- _WORK TASK_
Lines from the material below that hold the string "token" are what is needed; copy each of them.

- _PROVIDED DATA_

//! Board Fields
//!
//! The logical type of a single grid cell and its one-character map token.
//!
//! | token      | field                                 |
//! |------------|---------------------------------------|
//! | `C`        | corridor                              |
//! | `N E S W`  | door, entered travelling that way     |
//! | `1`-`9`, `a`-`z` | interior of room 1..35          |
//! | `T`        | teleport                              |
//! | `0`        | void                                  |
//! | `P`        | occupied corridor (rendered view only)|

use serde::{Serialize, Deserialize};

use crate::core::position::Direction;
use crate::game::room::RoomId;

/// Logical type of one board cell.
#[derive(Clone, Copy, Debug, PartialEq, Eq, Hash, Serialize, Deserialize)]
pub enum Field {
    /// Open corridor, one suspect at a time.
    Corridor,
    /// Doorway of a room, tagged with the direction one travels to pass
    /// through it from the corridor side.
    Door(Direction),
    /// Room interior.
    Room(RoomId),
    /// Impassable filler.
    Void,
    /// Secret passage entrance inside a room.
    Teleport,
    /// Corridor covered by a suspect marker. Never stored in the logical
    /// grid; only produced by the rendered view.
    Occupied,
}

impl Field {
    /// Parse a map token.
    pub fn from_token(token: char) -> Option<Field> {
        match token {
            'C' => Some(Field::Corridor),
            '0' => Some(Field::Void),
            'T' => Some(Field::Teleport),
            'P' => Some(Field::Occupied),
            'N' | 'E' | 'S' | 'W' => Direction::from_token(token).map(Field::Door),
            '1'..='9' | 'a'..='z' => token
                .to_digit(36)
                .map(|id| Field::Room(RoomId(id as u8))),
            _ => None,
        }
    }

    /// Map token for this field.
    pub fn token(self) -> char {
        match self {
            Field::Corridor => 'C',
            Field::Door(direction) => direction.token(),
            Field::Room(id) => char::from_digit(u32::from(id.0), 36).unwrap_or('?'),
            Field::Void => '0',
            Field::Teleport => 'T',
            Field::Occupied => 'P',
        }
    }

    /// Door, interior or teleport: cells that belong to a room and may be
    /// shared by several suspects.
    #[inline]
    pub fn is_room_cell(self) -> bool {
        matches!(self, Field::Door(_) | Field::Room(_) | Field::Teleport)
    }
}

- _SOLUTION FOR THIS TASK_
//! The logical type of a single grid cell and its one-character map token.
//! | token      | field                                 |
    /// Parse a map token.
    pub fn from_token(token: char) -> Option<Field> {
        match token {
            'N' | 'E' | 'S' | 'W' => Direction::from_token(token).map(Field::Door),
            '1'..='9' | 'a'..='z' => token
    /// Map token for this field.
    pub fn token(self) -> char {
            Field::Door(direction) => direction.token(),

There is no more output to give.